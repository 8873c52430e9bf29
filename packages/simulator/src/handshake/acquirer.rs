//! Session token acquisition over HTTP.

use url::Url;

use crate::{
    domain::{JoinMode, JoinRequest, SessionToken},
    error::HandshakeError,
};

use super::signing::{join_params, signed_join_url};

/// Query parameter carrying the session token on the final redirected URL
pub const SESSION_TOKEN_PARAM: &str = "sessionToken";

/// Result of a successful handshake
#[derive(Debug, Clone, PartialEq, Eq)]
pub struct SessionGrant {
    /// Join URL the handshake started from
    pub join_url: Url,
    /// Token extracted from the final URL
    pub token: SessionToken,
}

/// Performs the HTTP join handshake for both join modes.
///
/// Self-signed requests are turned into a signed join URL first; from then on
/// both modes share the same fetch path.
#[derive(Debug, Clone, Default)]
pub struct SessionAcquirer {
    http: reqwest::Client,
}

impl SessionAcquirer {
    /// Create an acquirer with a default HTTP client (follows up to 10 redirects)
    pub fn new() -> Self {
        Self::default()
    }

    /// Resolve the join URL of a request, signing it in self-signed mode.
    pub fn join_url(request: &JoinRequest) -> Result<Url, HandshakeError> {
        match request.mode() {
            JoinMode::ExternalUrl(url) => Ok(url.clone()),
            JoinMode::SelfSigned(join) => {
                let params = join_params(
                    request.display_name(),
                    &join.meeting_id,
                    &join.password,
                    &join.extra_attributes,
                );
                signed_join_url(&join.host, &params, &join.secret)
            }
        }
    }

    /// Run the handshake for one simulated user.
    ///
    /// # Errors
    ///
    /// * `HandshakeError::Status` - the server answered with a non-success status
    /// * `HandshakeError::MissingSessionToken` - the final URL has no session token
    /// * `HandshakeError::Request` - the request failed at the HTTP level
    pub async fn acquire(&self, request: &JoinRequest) -> Result<SessionGrant, HandshakeError> {
        let join_url = Self::join_url(request)?;
        let token = self.fetch_session_token(&join_url).await?;
        Ok(SessionGrant { join_url, token })
    }

    /// GET the join URL following redirects and read the token off the final URL.
    pub async fn fetch_session_token(&self, join_url: &Url) -> Result<SessionToken, HandshakeError> {
        let response = self.http.get(join_url.clone()).send().await?;

        let status = response.status();
        if !status.is_success() {
            return Err(HandshakeError::Status(status.as_u16()));
        }

        tracing::debug!(final_url = %response.url(), "Join redirects followed");
        session_token_from_url(response.url()).ok_or(HandshakeError::MissingSessionToken)
    }
}

/// Extract the session token from a URL's query parameters.
pub fn session_token_from_url(url: &Url) -> Option<SessionToken> {
    url.query_pairs()
        .find(|(key, _)| key == SESSION_TOKEN_PARAM)
        .and_then(|(_, value)| SessionToken::new(value.into_owned()))
}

+-------+

| EXERCISE PROMPT |
Count the lines of the material that include the word "JoinMode", then report only the total.

| RESULT OF THIS TASK |
3